If you want to find trouble on Wall Street, follow the money. A “troubled broker” is a broker more concerned for his or her commissions than the quality of the investments he or she recommends. Finding investors for private placements can be very lucrative for a broker, but very risky for a client. As complaints about a broker mount on his CRD, so does the lifespan of a broker and as their career prospects dwindle, they become more desperate. While not all private placements are bad investments, they must be approached with extreme caution and are not appropriate for all investors. If you get presented with a private placement, the very prospectus states: you should consult an attorney before signing. It’s a mandatory disclosure that regulators believe you should get and you should not ignore it. You should always consult a good New York securities lawyer before you give large amounts of your money to a non-public company in its infancy. Understanding the investment, the company and doing due diligence is the only way to protect your interests. If you don’t want to spend time or money to do that, don’t invest. The “next big thing” your broker might be selling you on may be your “next big problem.” There’s no free lunch.
These concerns about the multi-billion-dollar private capital markets are sound, based on a Wall Street Journal report finding that firms selling private placements have a much higher proportion of “troubled brokers”. The study compared the percentages of brokers with customer complaints, regulatory investigations and other disclosures at firms selling private placements with industry norms. Among the worried securities industry members include former FINRA enforcement chief, Robert Bennet who allegedly proclaimed private placements as a “perennial concern for regulators.”. Private placement is the offer and sale of unregistered securities to a limited number of investors for a company’s capital generation. Our securities fraud attorneys always knew that a higher prominence of “troubled brokers” is at firms selling private placements, now our belief has been confirmed.

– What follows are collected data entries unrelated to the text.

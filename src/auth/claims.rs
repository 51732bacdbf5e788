// SPDX-License-Identifier: AGPL-3.0-or-later
//
// Copyright (C) 2026 ElectroHub

//! JWT claims and authenticated user representation.

use serde::{Deserialize, Serialize};
use utoipa::ToSchema;

/// Claims carried by an ElectroHub session token.
#[derive(Debug, Clone, Deserialize)]
pub struct Claims {
    /// Subject - the canonical user identifier.
    pub sub: String,

    /// Issued-at timestamp.
    #[serde(default)]
    #[allow(dead_code)]
    pub iat: i64,

    /// Expiration timestamp.
    #[serde(default)]
    pub exp: i64,

    /// Issuer.
    #[serde(default)]
    pub iss: String,

    /// Session id, if the issuer attaches one.
    #[serde(default)]
    pub sid: Option<String>,
}

/// Authenticated caller extracted from a verified token.
///
/// This is the type handlers receive; `user_id` is the opaque stable string
/// the wishlist keys sets by.
#[derive(Debug, Clone, Serialize, Deserialize, ToSchema)]
pub struct AuthenticatedUser {
    /// Canonical user id (token `sub` claim).
    pub user_id: String,

    /// Session id, if present.
    #[serde(skip_serializing_if = "Option::is_none")]
    pub session_id: Option<String>,

    /// Original issuer (kept for logging, not serialized).
    #[serde(skip)]
    pub issuer: String,

    /// Token expiration as a Unix timestamp (not serialized).
    #[serde(skip)]
    pub expires_at: i64,
}

impl From<Claims> for AuthenticatedUser {
    fn from(claims: Claims) -> Self {
        Self {
            user_id: claims.sub,
            session_id: claims.sid,
            issuer: claims.iss,
            expires_at: claims.exp,
        }
    }
}

#[cfg(test)]
mod tests {
    use super::*;

    #[test]
    fn user_is_built_from_claims() {
        let claims = Claims {
            sub: "user_123".to_string(),
            iat: 1700000000,
            exp: 1700003600,
            iss: "electrohub".to_string(),
            sid: Some("sess_abc".to_string()),
        };

        let user = AuthenticatedUser::from(claims);
        assert_eq!(user.user_id, "user_123");
        assert_eq!(user.session_id.as_deref(), Some("sess_abc"));
        assert_eq!(user.issuer, "electrohub");
        assert_eq!(user.expires_at, 1700003600);
    }
}
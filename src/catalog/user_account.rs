// SPDX-License-Identifier: AGPL-3.0-or-later
//
// Copyright (C) 2026 ElectroHub

//! `user_accounts` entity, reduced to the columns this service reads.
//! Account writes (registration, login bookkeeping) belong to the
//! authentication subsystem.

use sea_orm::entity::prelude::*;

#[derive(Clone, Debug, PartialEq, DeriveEntityModel)]
#[sea_orm(table_name = "user_accounts")]
pub struct Model {
    #[sea_orm(primary_key)]
    pub account_id: i64,
    pub user_id: String,
    pub email: String,
    pub name: String,
}

#[derive(Copy, Clone, Debug, EnumIter, DeriveRelation)]
pub enum Relation {}

impl ActiveModelBehavior for ActiveModel {}
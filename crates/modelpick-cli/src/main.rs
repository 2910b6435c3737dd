//! CLI entry point - the composition root.
//!
//! Diagnostics go to stderr through `tracing`; stdout carries only the
//! selection JSON or the validation report.

use clap::Parser;

use modelpick_cli::{Cli, Commands, bootstrap, handlers};

#[tokio::main]
async fn main() -> anyhow::Result<()> {
    // Load .env if present (HF_TOKEN, RUST_LOG, ...)
    dotenvy::dotenv().ok();

    let cli = Cli::parse();
    bootstrap::init_logging(cli.verbose);

    match cli.command {
        Commands::Select(args) => handlers::select::execute(&args).await,
        Commands::Validate(args) => handlers::validate::execute(&args).await,
    }
}
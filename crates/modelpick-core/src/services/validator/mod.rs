//! Offline dry-run validation of a selection artifact.
//!
//! Nothing here downloads a model or runs the packaging tool. The validator
//! probes prerequisites through [`ToolProbePort`], checks the descriptor
//! schema, then renders the commands, build matrix and storage estimate the
//! packaging workflow would produce.

mod schema;
mod simulation;
mod storage;

use std::sync::Arc;

use serde_json::Value;
use tracing::{debug, info, warn};

pub use schema::{
    FieldCheck, ModelCheck, REQUIRED_FIELDS, SchemaReport, SchemaViolation, SchemaWarning,
    check_schema,
};
pub use simulation::{BuildMatrix, MatrixEntry, SimulatedCommands, image_name, image_reference};
pub use storage::{OCI_OVERHEAD, StorageEstimate};

use crate::ports::ToolProbePort;
use crate::settings::ValidatorSettings;
use crate::utils::system::{PackagingToolLocation, Prerequisite};

/// Result of probing the workflow's external tools. Advisory only.
#[derive(Debug, Clone)]
pub struct PrerequisiteReport {
    pub tools: Vec<Prerequisite>,
    pub packaging_tool: String,
    pub packaging_tool_location: PackagingToolLocation,
}

impl PrerequisiteReport {
    pub fn all_available(&self) -> bool {
        self.tools.iter().all(|tool| tool.status.is_available())
            && self.packaging_tool_location.is_found()
    }
}

/// Everything the dry run derived from a valid descriptor batch.
#[derive(Debug, Clone, PartialEq)]
pub struct ValidationReport {
    pub schema: SchemaReport,
    /// Commands for the first descriptor; `None` for an empty batch.
    pub commands: Option<SimulatedCommands>,
    pub matrix: BuildMatrix,
    pub storage: StorageEstimate,
}

/// Offline validator for selection artifacts.
pub struct WorkflowValidator {
    probe: Arc<dyn ToolProbePort>,
    settings: ValidatorSettings,
}

impl WorkflowValidator {
    pub fn new(probe: Arc<dyn ToolProbePort>, settings: ValidatorSettings) -> Self {
        Self { probe, settings }
    }

    pub const fn settings(&self) -> &ValidatorSettings {
        &self.settings
    }

    /// Probe the prerequisite tools and locate the packaging tool.
    pub async fn check_prerequisites(&self) -> PrerequisiteReport {
        let mut tools = Vec::with_capacity(self.settings.prerequisites.len());
        for (name, description) in &self.settings.prerequisites {
            let status = self.probe.probe_tool(name).await;
            debug!(tool = %name, available = status.is_available(), "Probed tool");
            tools.push(Prerequisite::new(name, description).with_status(status));
        }

        let location = self.probe.locate_packaging_tool(
            &self.settings.packaging_tool,
            &self.settings.packaging_tool_path,
        );
        if !location.is_found() {
            warn!(
                tool = %self.settings.packaging_tool,
                "Packaging tool not found; it will need to be built"
            );
        }

        PrerequisiteReport {
            tools,
            packaging_tool: self.settings.packaging_tool.clone(),
            packaging_tool_location: location,
        }
    }

    /// Validate a descriptor document and simulate the packaging workflow.
    ///
    /// A schema violation fails the whole batch; nothing is simulated.
    pub fn validate(&self, document: &Value) -> Result<ValidationReport, SchemaViolation> {
        let schema = check_schema(document)?;
        info!(
            models = schema.models.len(),
            warnings = schema.warnings.len(),
            "Descriptor schema is valid"
        );

        let registry = self.settings.registry.as_str();
        let commands = schema.models.first().map(|model| {
            SimulatedCommands::for_model(&self.settings.packaging_tool, registry, model)
        });
        let matrix = BuildMatrix::plan(
            registry,
            &schema.models,
            self.settings.max_parallel_builds,
        );
        let storage = StorageEstimate::for_models(&schema.models);

        Ok(ValidationReport {
            schema,
            commands,
            matrix,
            storage,
        })
    }
}
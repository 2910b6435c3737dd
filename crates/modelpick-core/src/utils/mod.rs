//! Shared utility types.

pub mod system;
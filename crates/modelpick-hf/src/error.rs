//! Error types for `HuggingFace` operations.
//!
//! These errors stay inside `modelpick-hf` except at client construction;
//! catalog calls map them to core port errors at the boundary.

use thiserror::Error;

/// Result type alias for `HuggingFace` operations.
pub type HfResult<T> = Result<T, HfError>;

/// Errors related to `HuggingFace` API operations.
#[derive(Debug, Error)]
pub enum HfError {
    /// API request failed with an HTTP error status.
    #[error("HuggingFace API request failed with status {status}: {url}")]
    ApiRequestFailed {
        /// HTTP status code
        status: u16,
        /// The URL that was requested
        url: String,
    },

    /// API returned an invalid or unexpected response.
    #[error("Invalid response from HuggingFace API: {message}")]
    InvalidResponse {
        /// Description of what was invalid
        message: String,
    },

    /// The requested model was not found.
    #[error("Model '{model_id}' not found on HuggingFace")]
    ModelNotFound {
        /// The model ID that was not found
        model_id: String,
    },

    /// A model ID that is not of the form `owner/name`.
    #[error("Invalid model ID format: {model_id}")]
    InvalidModelId {
        /// The rejected model ID
        model_id: String,
    },

    /// Network or HTTP client error.
    #[error("Network error: {0}")]
    Network(#[from] reqwest::Error),

    /// URL parsing error.
    #[error("Invalid URL: {0}")]
    InvalidUrl(#[from] url::ParseError),

    /// JSON parsing error.
    #[error("JSON parsing error: {0}")]
    JsonParse(#[from] serde_json::Error),
}
//! Known architecture families and best-effort family detection.

use super::raw::RawModelInfo;

/// Default vocabulary in priority order.
///
/// More specific names precede the names they contain (`qwen2` before
/// `qwen`, `gpt_neox` before `gpt_neo`) so substring matching on the
/// repository id picks the most specific family.
pub const DEFAULT_FAMILIES: &[&str] = &[
    "qwen3", "qwen2", "qwen", "llama", "mistral", "phi", "gpt2", "gpt_neox", "gpt_neo", "bloom",
    "opt", "falcon", "mpt", "stablelm",
];

/// Ordered, lower-case set of architecture family identifiers.
#[derive(Debug, Clone, PartialEq, Eq)]
pub struct FamilyVocabulary {
    families: Vec<String>,
}

impl Default for FamilyVocabulary {
    fn default() -> Self {
        Self::new(DEFAULT_FAMILIES.iter().copied())
    }
}

impl FamilyVocabulary {
    /// Build a vocabulary from names in priority order.
    ///
    /// Names are trimmed and lower-cased; empty names and duplicates are
    /// dropped, keeping the first occurrence.
    pub fn new<I, S>(families: I) -> Self
    where
        I: IntoIterator<Item = S>,
        S: AsRef<str>,
    {
        let mut vocabulary = Self {
            families: Vec::new(),
        };
        vocabulary.extend(families);
        vocabulary
    }

    /// Append extra families after the existing ones.
    #[must_use]
    pub fn with_extra<I, S>(mut self, extra: I) -> Self
    where
        I: IntoIterator<Item = S>,
        S: AsRef<str>,
    {
        self.extend(extra);
        self
    }

    fn extend<I, S>(&mut self, names: I)
    where
        I: IntoIterator<Item = S>,
        S: AsRef<str>,
    {
        for name in names {
            let name = name.as_ref().trim().to_lowercase();
            if !name.is_empty() && !self.families.contains(&name) {
                self.families.push(name);
            }
        }
    }

    pub fn iter(&self) -> impl Iterator<Item = &str> {
        self.families.iter().map(String::as_str)
    }

    pub fn len(&self) -> usize {
        self.families.len()
    }

    pub fn is_empty(&self) -> bool {
        self.families.is_empty()
    }

    /// Exact lookup, returning the vocabulary's own spelling.
    pub fn lookup(&self, name: &str) -> Option<&str> {
        self.iter().find(|family| *family == name)
    }

    /// Detect the family of a candidate.
    ///
    /// Tried in order: the config `model_type`, the first tag that is a
    /// known family, then the first family (in priority order) appearing as
    /// a substring of the lower-cased repository id.
    pub fn detect(&self, info: &RawModelInfo) -> Option<&str> {
        if let Some(family) = info.model_type.as_deref().and_then(|t| self.lookup(t)) {
            return Some(family);
        }

        if let Some(family) = info
            .tags
            .iter()
            .flatten()
            .find_map(|tag| self.lookup(tag))
        {
            return Some(family);
        }

        let id = info.id.to_lowercase();
        self.iter().find(|family| id.contains(family))
    }
}

#[cfg(test)]
mod tests {
    use super::*;

    #[test]
    fn test_config_model_type_wins() {
        let vocab = FamilyVocabulary::default();
        let info = RawModelInfo::new("someone/llama-finetune")
            .with_model_type("mistral")
            .with_tags(["llama"]);
        assert_eq!(vocab.detect(&info), Some("mistral"));
    }

    #[test]
    fn test_unknown_model_type_falls_back_to_tags() {
        let vocab = FamilyVocabulary::default();
        let info = RawModelInfo::new("someone/model")
            .with_model_type("mamba")
            .with_tags(["text-generation", "falcon", "llama"]);
        assert_eq!(vocab.detect(&info), Some("falcon"));
    }

    #[test]
    fn test_id_substring_prefers_specific_family() {
        let vocab = FamilyVocabulary::default();
        let info = RawModelInfo::new("Qwen/Qwen2-0.5B-Instruct");
        assert_eq!(vocab.detect(&info), Some("qwen2"));

        let info = RawModelInfo::new("EleutherAI/gpt-neox-20b");
        assert_eq!(vocab.detect(&info), None);

        let info = RawModelInfo::new("EleutherAI/gpt_neox_20b");
        assert_eq!(vocab.detect(&info), Some("gpt_neox"));
    }

    #[test]
    fn test_no_match_is_none() {
        let vocab = FamilyVocabulary::default();
        let info = RawModelInfo::new("google/gemma-2b").with_tags(["gemma"]);
        assert_eq!(vocab.detect(&info), None);
    }

    #[test]
    fn test_extra_families_are_normalized_and_deduplicated() {
        let vocab = FamilyVocabulary::default().with_extra([" Gemma ", "llama", ""]);
        assert_eq!(vocab.len(), DEFAULT_FAMILIES.len() + 1);
        assert_eq!(vocab.iter().last(), Some("gemma"));

        let info = RawModelInfo::new("google/gemma-2b");
        assert_eq!(vocab.detect(&info), Some("gemma"));
    }

    #[test]
    fn test_detection_is_deterministic() {
        let vocab = FamilyVocabulary::default();
        let info = RawModelInfo::new("someone/mistral-llama-phi-merge");
        let first = vocab.detect(&info);
        for _ in 0..10 {
            assert_eq!(vocab.detect(&info), first);
        }
        assert_eq!(first, Some("llama"));
    }
}
//! Main CLI parser and top-level argument handling.

use clap::Parser;

use crate::commands::Commands;

/// Select packaging-compatible models from the HuggingFace Hub.
#[derive(Debug, Parser)]
#[command(name = "modelpick")]
#[command(about = "Select HuggingFace models that modctl can package, and dry-run the packaging workflow")]
#[command(version)]
pub struct Cli {
    /// Enable verbose/debug output
    #[arg(short = 'v', long = "verbose", global = true)]
    pub verbose: bool,

    #[command(subcommand)]
    pub command: Commands,
}
//! Raw candidate metadata as delivered by a catalog adapter.
//!
//! Every field the evaluator queries is declared here with an explicit
//! present/absent state. Adapters fill this structure once at the boundary;
//! the evaluator never probes the hub's response shape itself.

use serde::{Deserialize, Serialize};

/// Root-level configuration file the packaging tool needs for auto-detection.
pub const CONFIG_FILE_NAME: &str = "config.json";

/// One file in a repository listing.
#[derive(Debug, Clone, Default, PartialEq, Eq, Serialize, Deserialize)]
pub struct RepoFile {
    /// Path relative to the repository root.
    pub rfilename: String,
    /// Size in bytes, when the hub reported one.
    pub size: Option<u64>,
}

impl RepoFile {
    pub fn new(rfilename: impl Into<String>) -> Self {
        Self {
            rfilename: rfilename.into(),
            size: None,
        }
    }

    #[must_use]
    pub const fn with_size(mut self, size: u64) -> Self {
        self.size = Some(size);
        self
    }
}

/// Fixed-shape metadata for one candidate repository.
#[derive(Debug, Clone, Default, PartialEq, Eq, Serialize, Deserialize)]
pub struct RawModelInfo {
    /// Repository identifier (`owner/name`).
    pub id: String,
    /// File listing, absent when the hub did not return one.
    pub siblings: Option<Vec<RepoFile>>,
    /// `model_type` from the repository's configuration.
    pub model_type: Option<String>,
    pub tags: Option<Vec<String>>,
    pub downloads: Option<u64>,
    pub likes: Option<u64>,
}

impl RawModelInfo {
    pub fn new(id: impl Into<String>) -> Self {
        Self {
            id: id.into(),
            ..Default::default()
        }
    }

    #[must_use]
    pub fn with_siblings(mut self, siblings: Vec<RepoFile>) -> Self {
        self.siblings = Some(siblings);
        self
    }

    #[must_use]
    pub fn with_model_type(mut self, model_type: impl Into<String>) -> Self {
        self.model_type = Some(model_type.into());
        self
    }

    #[must_use]
    pub fn with_tags<I, S>(mut self, tags: I) -> Self
    where
        I: IntoIterator<Item = S>,
        S: Into<String>,
    {
        self.tags = Some(tags.into_iter().map(Into::into).collect());
        self
    }

    #[must_use]
    pub const fn with_downloads(mut self, downloads: u64) -> Self {
        self.downloads = Some(downloads);
        self
    }

    #[must_use]
    pub const fn with_likes(mut self, likes: u64) -> Self {
        self.likes = Some(likes);
        self
    }

    /// Listed files, empty when the listing is absent.
    pub fn files(&self) -> &[RepoFile] {
        self.siblings.as_deref().unwrap_or(&[])
    }

    /// Whether `config.json` sits at the repository root.
    pub fn has_root_config(&self) -> bool {
        self.files().iter().any(|f| f.rfilename == CONFIG_FILE_NAME)
    }

    /// Sum of all reported file sizes.
    ///
    /// Returns `None` when no file reported a size, so that a missing
    /// listing is "unknown" rather than "zero bytes".
    pub fn total_size_bytes(&self) -> Option<u64> {
        let total = self
            .files()
            .iter()
            .filter_map(|f| f.size)
            .fold(0u64, u64::saturating_add);
        (total > 0).then_some(total)
    }
}

/// One entry of a ranked catalog listing.
#[derive(Debug, Clone, Default, PartialEq, Eq, Serialize, Deserialize)]
pub struct CatalogListing {
    /// Repository identifier (`owner/name`).
    pub id: String,
    pub downloads: Option<u64>,
    pub likes: Option<u64>,
}

impl CatalogListing {
    pub fn new(id: impl Into<String>) -> Self {
        Self {
            id: id.into(),
            downloads: None,
            likes: None,
        }
    }
}
//! Port definitions (trait abstractions) for external systems.
//!
//! Ports define the interfaces that the core domain expects from infrastructure.
//! They contain no implementation details and use only domain types.
//!
//! # Design Rules
//!
//! - No HTTP client types in any signature
//! - No process/filesystem implementation details
//! - Adapters map their own errors to port errors at the boundary

pub mod catalog;
pub mod tool_probe;

pub use catalog::{CatalogError, CatalogQuery, CatalogResult, ModelCatalogPort, SortKey};
pub use tool_probe::ToolProbePort;
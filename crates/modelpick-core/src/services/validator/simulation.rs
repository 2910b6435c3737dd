//! Dry-run rendering of the packaging commands and the CI build matrix.

use super::schema::ModelCheck;
use crate::domain::AUTO_DETECTED_ARCH;

/// Image name for a repository id: lower-cased, `/` replaced by `-`.
pub fn image_name(model_id: &str) -> String {
    model_id.to_lowercase().replace('/', "-")
}

/// Fully qualified image reference under a registry prefix.
pub fn image_reference(registry: &str, model_id: &str) -> String {
    format!("{registry}/{}:latest", image_name(model_id))
}

/// Commands the packaging job would run for one descriptor.
#[derive(Debug, Clone, PartialEq, Eq)]
pub struct SimulatedCommands {
    pub model_id: String,
    pub family: String,
    pub format: String,
    pub param_size: String,
    /// `size_gb` as displayed, or `"unknown"`.
    pub size: String,
    /// Modelfile generation command.
    pub generate: String,
    /// Build and push command.
    pub build: String,
}

impl SimulatedCommands {
    pub(super) fn for_model(tool: &str, registry: &str, model: &ModelCheck) -> Self {
        let field = |name: &str| model.value(name).unwrap_or_default().to_string();
        let family = field("family");
        let format = field("format");
        let param_size = field("param_size");

        let generate = format!(
            "{tool} modelfile generate \\\n  --arch {AUTO_DETECTED_ARCH} \\\n  --family {family} \\\n  --format {format} \\\n  --param-size {param_size} \\\n  ."
        );
        let build = format!(
            "{tool} build -f Modelfile \\\n  -t {} \\\n  --raw --output-remote --log-level debug \\\n  .",
            image_reference(registry, &model.model_id)
        );

        Self {
            model_id: model.model_id.clone(),
            family,
            format,
            param_size,
            size: model
                .size_gb
                .map_or_else(|| "unknown".to_string(), |size| size.to_string()),
            generate,
            build,
        }
    }
}

/// One job of the simulated build matrix.
#[derive(Debug, Clone, PartialEq, Eq)]
pub struct MatrixEntry {
    pub model_id: String,
    pub image: String,
}

/// The simulated CI build matrix.
#[derive(Debug, Clone, Default, PartialEq, Eq)]
pub struct BuildMatrix {
    pub entries: Vec<MatrixEntry>,
    /// Maximum concurrent jobs.
    pub max_parallel: usize,
}

impl BuildMatrix {
    pub(super) fn plan(registry: &str, models: &[ModelCheck], max_parallel: usize) -> Self {
        Self {
            entries: models
                .iter()
                .map(|model| MatrixEntry {
                    model_id: model.model_id.clone(),
                    image: image_reference(registry, &model.model_id),
                })
                .collect(),
            max_parallel,
        }
    }

    /// Number of sequential waves the matrix needs.
    pub const fn waves(&self) -> usize {
        if self.max_parallel == 0 {
            return self.entries.len();
        }
        self.entries.len().div_ceil(self.max_parallel)
    }
}

#[cfg(test)]
mod tests {
    use super::*;
    use crate::services::validator::schema::FieldCheck;

    fn model(id: &str, size_gb: Option<f64>) -> ModelCheck {
        let fields = [
            ("id", id),
            ("family", "qwen2"),
            ("arch", "transformer"),
            ("format", "safetensors"),
            ("param_size", "0.5B"),
        ]
        .into_iter()
        .map(|(field, value)| FieldCheck {
            field,
            value: value.to_string(),
            warning: false,
        })
        .collect();

        ModelCheck {
            index: 0,
            model_id: id.to_string(),
            fields,
            size_gb,
        }
    }

    #[test]
    fn test_image_name() {
        assert_eq!(image_name("Qwen/Qwen2-0.5B"), "qwen-qwen2-0.5b");
        assert_eq!(
            image_reference("ghcr.io/YOUR_ORG", "Qwen/Qwen2-0.5B"),
            "ghcr.io/YOUR_ORG/qwen-qwen2-0.5b:latest"
        );
    }

    #[test]
    fn test_commands_for_first_model() {
        let commands =
            SimulatedCommands::for_model("modctl", "ghcr.io/acme", &model("Qwen/Qwen2-0.5B", None));

        assert_eq!(
            commands.generate,
            "modctl modelfile generate \\\n  --arch transformer \\\n  --family qwen2 \\\n  --format safetensors \\\n  --param-size 0.5B \\\n  ."
        );
        assert!(
            commands
                .build
                .contains("-t ghcr.io/acme/qwen-qwen2-0.5b:latest")
        );
        assert!(commands.build.starts_with("modctl build -f Modelfile"));
        assert!(commands.build.contains("--raw --output-remote --log-level debug"));
        assert_eq!(commands.size, "unknown");
    }

    #[test]
    fn test_matrix_waves() {
        let models: Vec<ModelCheck> = (0..4)
            .map(|i| model(&format!("org/m{i}"), Some(1.0)))
            .collect();
        let matrix = BuildMatrix::plan("ghcr.io/YOUR_ORG", &models, 3);

        assert_eq!(matrix.entries.len(), 4);
        assert_eq!(matrix.entries[3].image, "ghcr.io/YOUR_ORG/org-m3:latest");
        assert_eq!(matrix.waves(), 2);
    }
}
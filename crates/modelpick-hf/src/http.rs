//! HTTP backend abstraction for the `HuggingFace` API.
//!
//! A trait-based backend allows dependency injection and testing without a
//! network. The production implementation uses reqwest with automatic
//! retry for transient errors.

use crate::error::{HfError, HfResult};
use crate::models::HfConfig;
use async_trait::async_trait;
use serde::de::DeserializeOwned;
use std::time::Duration;
use url::Url;

// ============================================================================
// HTTP Backend Trait
// ============================================================================

/// Trait for HTTP backends that can fetch JSON from URLs.
///
/// This is an implementation detail; external code uses
/// `ModelCatalogPort`.
#[async_trait]
pub trait HttpBackend: Send + Sync {
    /// Fetch JSON from a URL and deserialize it.
    async fn get_json<T: DeserializeOwned + Send>(&self, url: &Url) -> HfResult<T>;
}

// ============================================================================
// Reqwest Backend
// ============================================================================

/// Production HTTP backend using reqwest with retry logic.
///
/// Implements exponential backoff for transient server errors (5xx)
/// and network errors.
pub struct ReqwestBackend {
    client: reqwest::Client,
    max_retries: u8,
    retry_base_delay_ms: u64,
    auth_token: Option<String>,
}

impl ReqwestBackend {
    /// Create a new reqwest backend with the given configuration.
    pub fn new(config: &HfConfig) -> HfResult<Self> {
        let client = reqwest::Client::builder()
            .timeout(Duration::from_secs(config.timeout_secs))
            .user_agent(config.user_agent.as_str())
            .build()?;

        Ok(Self {
            client,
            max_retries: config.max_retries,
            retry_base_delay_ms: config.retry_base_delay_ms,
            auth_token: config.token.clone(),
        })
    }

    /// Build a request with optional authentication.
    fn build_request(&self, url: &Url) -> reqwest::RequestBuilder {
        let mut request = self.client.get(url.as_str());
        if let Some(ref token) = self.auth_token {
            request = request.bearer_auth(token);
        }
        request
    }

    /// Fetch a URL with automatic retry for transient errors.
    async fn fetch_with_retry(&self, url: &Url) -> HfResult<reqwest::Response> {
        let mut last_error: Option<HfError> = None;

        for attempt in 0..=self.max_retries {
            if attempt > 0 {
                let delay = Duration::from_millis(
                    self.retry_base_delay_ms * 2u64.pow(u32::from(attempt) - 1),
                );
                tracing::debug!(%url, attempt, ?delay, "Retrying request");
                tokio::time::sleep(delay).await;
            }

            match self.build_request(url).send().await {
                Ok(response) => {
                    let status = response.status();
                    if status.is_success() {
                        return Ok(response);
                    }

                    // 5xx errors are retryable (server-side issues)
                    if status.is_server_error() && attempt < self.max_retries {
                        tracing::warn!(%url, status = status.as_u16(), "Server error");
                        last_error = Some(HfError::ApiRequestFailed {
                            status: status.as_u16(),
                            url: url.to_string(),
                        });
                        continue;
                    }

                    if status.as_u16() == 404 {
                        if let Some(model_id) = extract_model_id_from_path(url.path()) {
                            return Err(HfError::ModelNotFound { model_id });
                        }
                    }

                    // 4xx errors or final attempt - fail immediately
                    return Err(HfError::ApiRequestFailed {
                        status: status.as_u16(),
                        url: url.to_string(),
                    });
                }
                Err(e) => {
                    // Network errors are retryable
                    if attempt < self.max_retries {
                        tracing::warn!(%url, error = %e, "Request failed");
                        last_error = Some(e.into());
                        continue;
                    }
                    return Err(e.into());
                }
            }
        }

        Err(last_error.unwrap_or_else(|| HfError::InvalidResponse {
            message: "Unknown error during fetch".to_string(),
        }))
    }
}

/// Try to extract a model ID from a model info path.
fn extract_model_id_from_path(path: &str) -> Option<String> {
    let rest = path.trim_start_matches('/').strip_prefix("api/models/")?;
    let rest = rest.trim_end_matches('/');
    (!rest.is_empty()).then(|| rest.to_string())
}

#[async_trait]
impl HttpBackend for ReqwestBackend {
    async fn get_json<T: DeserializeOwned + Send>(&self, url: &Url) -> HfResult<T> {
        let response = self.fetch_with_retry(url).await?;
        let data: T = response.json().await?;
        Ok(data)
    }
}

// ============================================================================
// Fake Backend for Testing
// ============================================================================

According to the WSJ study, of the firms selling private placements, half had at least one troubled broker out of every ten brokers. Conversely, of the included firms that didn’t sell private placements, over 75% had less than that amount. Additionally, the analysis shows that half of the firms expelled by FINRA since 1993 sold private placements, despite comprising a lesser amount of the total industry. The private capital market has continued to rise with a reported $750 billion in sales. Given this, any insights about private placements should be known by investors, securities fraud attorneys, brokers and other affected financial industry members.